Me ha ocurrido a veces que un matrimonio amigo me dijera: “Mira, nosotros por amor a la Iglesia, por fidelidad a ella y hasta por rutina, seguimos yendo a misa los domingos. Pero a los hijos no les podemos obligar a ir. Perderían la poca fe que les queda...”.
Hace poco, una religiosa joven, uno de esos escasos milagros que ya difícilmente se encuentran, me contó que muchas veces, antes de algunas misas, reza “pidiendo a Dios que aquella misa no le haga daño”. A las chicas por supuesto, tampoco se atreve a obligarlas a asistir, con ese panorama.
Como contraste: hace pocos años, en Roma, después de una larga misa cargada de monseñores, de trapos, de parafernalias y de hopalandas, al llegar los concelebrantes a la sacristía, tras las inclinaciones de rigor, se vuelven unos a otros diciéndose: “Una cerimonia veramente principesca...”.
Una golondrina no hace verano. Y sé que no siempre es así. Hasta conocí una parroquia de arrabal donde la gente participaba un poco más y se encontraba más como comunidad de fe. Y lo curioso es que, a aquellas misas, bajaban gentes hasta del centro de la ciudad. Otra vez le comenté a un obispo sudamericano que su celebración había sido muy viva, y me respondió: “Es que el derecho canónico no obliga a cuatro mil metros de altura”. Una golondrina no hace verano, pero varias resultan ya un síntoma. Aquí únicamente pido que, si no se acepta mi diagnóstico, se tomen al menos en serio los síntomas descritos.
Porque mi diagnóstico es serio:
la liturgia es hoy una alarmante fuente de pérdidas de fe. Hace años mi colega José María Rovira Belloso alertaba sobre la responsabilidad de una institución como la Iglesia que al menos una vez por semana tiene a su disposición un auditorio numeroso y bien dispuesto. Aquella alerta debería ser hoy una alarma. Y no reclamo éxtasis compartidos ni gratas cenestesias espirituales. El pueblo de Dios es, en este punto, más sensato de lo que parece: sabe lo que dan de sí las cosas, y sólo quisiera salir del marasmo y que se le facilite rezar un poco.
En mi opinión, la reforma litúrgica sigue siendo una asignatura pendiente. La pasada reforma del Vaticano II no hizo más que quitar al rey el vestido del latín, y entonces vimos que el rey “estaba desnudo”. Reconozco que tras el pasado concilio se cometieron muchas imprudencias inútiles, que quizás obligaron a un cierto control.
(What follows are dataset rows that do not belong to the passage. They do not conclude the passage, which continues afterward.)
use std::path::{Path, PathBuf};
use crate::catalog::ScenarioCatalog;
use crate::config::{self, HarnessSettings};
use crate::errors::VulnprobeError;
use crate::reporting;
use crate::runner::{HarnessConfig, ScenarioRunner, DEFAULT_TIMEOUT_SECS, DEFAULT_WORKERS};
use super::commands::RunArgs;
use tracing::{info, warn};

pub async fn handle_run(args: RunArgs) -> Result<i32, VulnprobeError> {
    let settings = match &args.config {
        Some(path) => config::parse_settings(Path::new(path)).await?,
        None => HarnessSettings::default(),
    };

    let catalog = ScenarioCatalog::load(Path::new(&args.scenarios))?;
    info!(
        suites = catalog.suites().len(),
        scenarios = catalog.total_scenarios(),
        "Catalog loaded"
    );
    let registry = catalog.into_registry()?;
    if registry.is_empty() {
        return Err(VulnprobeError::Config(format!(
            "Catalog contains no scenarios: {}",
            args.scenarios
        )));
    }
    let registered = registry.len();

    let harness_config = build_harness_config(&args, &settings);
    let output_dir = resolve_output_dir(&args, &settings);
    let run_id = harness_config.run_id.clone();

    let runner = ScenarioRunner::new(registry, harness_config);

    // Ctrl-C cancels the run: in-flight scenarios are abandoned, unstarted
    // ones skipped, and whatever completed still makes it into the report.
    let cancel = runner.cancel_token();
    tokio::spawn(async move {
        if tokio::signal::ctrl_c().await.is_ok() {
            warn!("Interrupt received — cancelling run");
            cancel.cancel();
        }
    });

    let report = runner.run_all().await?;
    let run_dir = reporting::write_report_files(&report, &output_dir).await?;

    if args.json {
        println!("{}", serde_json::to_string_pretty(&report)?);
    } else {
        for outcome in &report.outcomes {
            println!(
                "{} {:<24} {}",
                if outcome.passed { "PASS" } else { "FAIL" },
                outcome.scenario_id,
                outcome.detail
            );
        }
        println!();
        println!(
            "Run {}: {} passed, {} failed, {} skipped",
            run_id,
            report.pass_count,
            report.fail_count,
            registered - report.outcomes.len()
        );
        println!("Report written to {}", run_dir.display());
    }

    Ok(if report.fail_count == 0 { 0 } else { 1 })
}

fn build_harness_config(args: &RunArgs, settings: &HarnessSettings) -> HarnessConfig {
    let run = settings.run.clone().unwrap_or_default();
    let run_id = args
        .run_id
        .clone()
        .unwrap_or_else(|| uuid::Uuid::new_v4().to_string());

    HarnessConfig {
        run_id,
        target: args.target.clone().or(run.target),
        workers: args.workers.or(run.workers).unwrap_or(DEFAULT_WORKERS),
        timeout_secs: args.timeout.or(run.timeout_secs).unwrap_or(DEFAULT_TIMEOUT_SECS),
    }
}

fn resolve_output_dir(args: &RunArgs, settings: &HarnessSettings) -> PathBuf {
    args.output
        .clone()
        .or_else(|| settings.output.clone().and_then(|o| o.directory))
        .map(PathBuf::from)
        .unwrap_or_else(|| PathBuf::from("./results"))
}

#[cfg(test)]
mod tests {
    use super::*;
    use crate::config::{OutputSettings, RunSettings};

    fn make_args() -> RunArgs {
        RunArgs {
            scenarios: "./scenarios".to_string(),
            config: None,
            target: None,
            workers: None,
            timeout: None,
            output: None,
            json: false,
            run_id: Some("run-under-test".to_string()),
        }
    }

    #[test]
    fn test_cli_args_take_precedence_over_settings() {
        let mut args = make_args();
        args.workers = Some(2);
        args.target = Some("http://cli:1".to_string());
        let settings = HarnessSettings {
            run: Some(RunSettings {
                workers: Some(16),
                timeout_secs: Some(30),
                target: Some("http://file:2".to_string()),
            }),
            output: None,
        };

        let config = build_harness_config(&args, &settings);
        assert_eq!(config.workers, 2);
        assert_eq!(config.timeout_secs, 30);
        assert_eq!(config.target.as_deref(), Some("http://cli:1"));
    }

    #[test]
    fn test_defaults_when_nothing_configured() {
        let config = build_harness_config(&make_args(), &HarnessSettings::default());
        assert_eq!(config.workers, DEFAULT_WORKERS);
        assert_eq!(config.timeout_secs, DEFAULT_TIMEOUT_SECS);
        assert!(config.target.is_none());
    }

    #[test]
    fn test_output_dir_falls_back_to_settings_then_default() {
        let args = make_args();
        let settings = HarnessSettings {
            run: None,
            output: Some(OutputSettings {
                directory: Some("/data/reports".to_string()),
            }),
        };
        assert_eq!(
            resolve_output_dir(&args, &settings),
            PathBuf::from("/data/reports")
        );
        assert_eq!(
            resolve_output_dir(&args, &HarnessSettings::default()),
            PathBuf::from("./results")
        );
    }
}
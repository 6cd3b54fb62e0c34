use glam::Vec3;
use knot_core::geometry::{MeshData, Vertex};
use wgpu::util::DeviceExt;

/// Vertex (and optional index) buffers for one static mesh.
pub(crate) struct GpuMesh {
    vertices: wgpu::Buffer,
    indices: Option<wgpu::Buffer>,
    count: u32,
}

impl GpuMesh {
    pub(crate) fn indexed(device: &wgpu::Device, label: &str, mesh: &MeshData) -> Self {
        let vertices = device.create_buffer_init(&wgpu::util::BufferInitDescriptor {
            label: Some(label),
            contents: bytemuck::cast_slice(&mesh.vertices),
            usage: wgpu::BufferUsages::VERTEX,
        });
        let indices = device.create_buffer_init(&wgpu::util::BufferInitDescriptor {
            label: Some(label),
            contents: bytemuck::cast_slice(&mesh.indices),
            usage: wgpu::BufferUsages::INDEX,
        });
        Self {
            vertices,
            indices: Some(indices),
            count: mesh.indices.len() as u32,
        }
    }

    /// Unindexed point list; normals are unused by the point shader.
    pub(crate) fn points(device: &wgpu::Device, label: &str, points: &[Vec3]) -> Self {
        let verts: Vec<Vertex> = points
            .iter()
            .map(|p| Vertex {
                position: p.to_array(),
                normal: [0.0; 3],
            })
            .collect();
        let vertices = device.create_buffer_init(&wgpu::util::BufferInitDescriptor {
            label: Some(label),
            contents: bytemuck::cast_slice(&verts),
            usage: wgpu::BufferUsages::VERTEX,
        });
        Self {
            vertices,
            indices: None,
            count: verts.len() as u32,
        }
    }

    pub(crate) fn draw(&self, rpass: &mut wgpu::RenderPass<'_>) {
        if self.count == 0 {
            return;
        }
        rpass.set_vertex_buffer(0, self.vertices.slice(..));
        match &self.indices {
            Some(indices) => {
                rpass.set_index_buffer(indices.slice(..), wgpu::IndexFormat::Uint32);
                rpass.draw_indexed(0..self.count, 0, 0..1);
            }
            None => rpass.draw(0..self.count, 0..1),
        }
    }
}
Pero me concederán que la reforma posconciliar parece hecha desde un despacho, sin pensar en ese pueblo de Dios que había de ser su auténtico destinatario.
El resultado es que (pese a mil esfuerzos loables en cantos y guitarras) las misas dominicales son una impresionante inflación de palabras, pronunciadas por un solo actor que igual podría ser una cinta magnetofónica: pocas veces da la sensación de estar dirigiéndose al pueblo o estar dirigiéndose a Dios (cosa desde luego bien difícil), sino sólo de “soltar el rollo” que toca aquel día.
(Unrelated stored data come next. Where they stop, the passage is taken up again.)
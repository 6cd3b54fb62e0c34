use crate::constants::{TOOLTIP_ID, WEBGL_NOTICE_ID, YEAR_ID};
use crate::ui;
use glam::Vec2;
use knot_core::{SurfaceSize, TooltipUpdate, Viewport};
use wasm_bindgen::closure::Closure;
use wasm_bindgen::JsCast;
use web_sys as web;

#[inline]
pub fn window_document() -> Option<web::Document> {
    web::window().and_then(|w| w.document())
}

pub fn canvas_by_id(document: &web::Document, id: &str) -> Option<web::HtmlCanvasElement> {
    document
        .get_element_by_id(id)?
        .dyn_into::<web::HtmlCanvasElement>()
        .ok()
}

pub fn html_element_by_id(document: &web::Document, id: &str) -> Option<web::HtmlElement> {
    document
        .get_element_by_id(id)?
        .dyn_into::<web::HtmlElement>()
        .ok()
}

/// Attach `handler` for `event` on `target` for the lifetime of the page.
pub fn add_listener<E: JsCast + 'static>(
    target: &web::EventTarget,
    event: &str,
    passive: bool,
    mut handler: impl FnMut(E) + 'static,
) {
    let closure = Closure::wrap(Box::new(move |ev: web::Event| {
        if let Ok(ev) = ev.dyn_into::<E>() {
            handler(ev);
        }
    }) as Box<dyn FnMut(web::Event)>);
    let opts = web::AddEventListenerOptions::new();
    opts.set_passive(passive);
    if let Err(e) = target.add_event_listener_with_callback_and_add_event_listener_options(
        event,
        closure.as_ref().unchecked_ref(),
        &opts,
    ) {
        log::warn!("[dom] could not listen for {}: {:?}", event, e);
    }
    closure.forget();
}

/// Window size in CSS pixels and the raw device pixel ratio.
pub fn viewport() -> Option<Viewport> {
    let w = web::window()?;
    let width = w.inner_width().ok()?.as_f64()?;
    let height = w.inner_height().ok()?.as_f64()?;
    Some(Viewport::new(
        width as f32,
        height as f32,
        w.device_pixel_ratio() as f32,
    ))
}

pub fn scroll_y() -> f32 {
    web::window()
        .and_then(|w| w.scroll_y().ok())
        .unwrap_or(0.0) as f32
}

#[inline]
pub fn client_pos(x: i32, y: i32) -> Vec2 {
    Vec2::new(x as f32, y as f32)
}

/// Backing store at physical pixels, CSS box at the window size.
pub fn size_canvas(canvas: &web::HtmlCanvasElement, size: &SurfaceSize) {
    canvas.set_width(size.physical_width);
    canvas.set_height(size.physical_height);
    let style = canvas.style();
    _ = style.set_property("width", &format!("{}px", size.css_width));
    _ = style.set_property("height", &format!("{}px", size.css_height));
}

pub fn set_year(document: &web::Document) {
    if let Some(el) = document.get_element_by_id(YEAR_ID) {
        let year = js_sys::Date::new_0().get_full_year();
        el.set_text_content(Some(&ui::year_text(year)));
    }
}

pub fn show_webgl_notice(document: &web::Document) {
    if let Some(el) = document.get_element_by_id(WEBGL_NOTICE_ID) {
        _ = el.remove_attribute("hidden");
        log::info!("[dom] WebGL unavailable, notice shown");
    }
}

pub fn tooltip_element(document: &web::Document) -> Option<web::HtmlElement> {
    html_element_by_id(document, TOOLTIP_ID)
}

pub fn apply_tooltip(tooltip: Option<&web::HtmlElement>, update: &TooltipUpdate) {
    let Some(el) = tooltip else {
        return;
    };
    let style = ui::tooltip_style(update);
    el.set_text_content(Some(&style.text));
    _ = el.style().set_property("transform", &style.transform);
}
Esta sensación viene arrastrándose hace años. Pero en cuanto alguien intentaba buscar remedio le llovían avisos y amenazas; o denuncias a Roma por parte de todos esos que –como decía Jesús– se dedican a colar la menta y el comino para dispensarse de la justicia y la misericordia. Sería interesante si algún día, obispos y superiores mayores religiosos se atrevieran a reconocer la cantidad de advertencias recibidas de Roma por causa de algunas “imprudencias litúrgicas”. De producirse, abriríamos unos ojos como platos.
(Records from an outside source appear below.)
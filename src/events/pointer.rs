use super::SceneWiring;
use crate::dom;
use glam::Vec2;
use web_sys as web;

pub(super) fn wire(w: &SceneWiring) {
    let Some(window) = web::window() else {
        return;
    };

    let wm = w.clone();
    dom::add_listener(&window, "mousemove", true, move |ev: web::MouseEvent| {
        let client = dom::client_pos(ev.client_x(), ev.client_y());
        wm.update(|c| c.pointer_moved(client));
    });

    for event in ["touchstart", "touchmove"] {
        let wt = w.clone();
        dom::add_listener(&window, event, true, move |ev: web::TouchEvent| {
            let touches = touch_points(&ev.touches());
            if touches.is_empty() {
                return;
            }
            wt.update(|c| c.touch_moved(&touches));
        });
    }

    // window never fires mouseleave; the root element does
    if let Some(root) = window.document().and_then(|d| d.document_element()) {
        let wl = w.clone();
        dom::add_listener(&root, "mouseleave", true, move |_: web::MouseEvent| {
            wl.update(|c| c.pointer_left());
        });
    }

    let we = w.clone();
    dom::add_listener(&window, "touchend", true, move |_: web::TouchEvent| {
        we.update(|c| c.touch_ended());
    });
}

fn touch_points(list: &web::TouchList) -> Vec<Vec2> {
    (0..list.length())
        .filter_map(|i| list.get(i))
        .map(|t| dom::client_pos(t.client_x(), t.client_y()))
        .collect()
}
Esta es, en mi opinión, una de las causas del mal. Otra es la formación de los sujetos que deben presidir las ceremonias. La obsesión por la “ortodoxia” ha preparado unos presbíteros que saben muy bien lo que no pueden decir, pero no saben qué decir. Las ayudas en forma de materiales distribuidos en librerías o por Internet son insuficientes:
la predicación deriva en un moralismo farragoso carente de toda experiencia espiritual. Y entonces se acuerda uno de la profecía que hizo años atrás el mayor teólogo católico del siglo XX (Karl Rahner): “El cristiano del siglo XXI será un místico o no será cristiano, es decir, habrá experimentado algo o no será cristiano”. Así estamos: tendremos quizá mucha ortodoxia pero no es la ortodoxia de la fe, sino la ortodoxia “del partido”.
La solución no es fácil. Se puede hablar de más participación, más creatividad y más entrada a sujetos con un poco de carisma. Pero las soluciones a los problemas nunca se han encontrado dictando normas desde un despacho, sino a través de la búsqueda y la experimentación: mediante ese difícil camino de “trial and error” que es intrínseco a nuestra condición humana.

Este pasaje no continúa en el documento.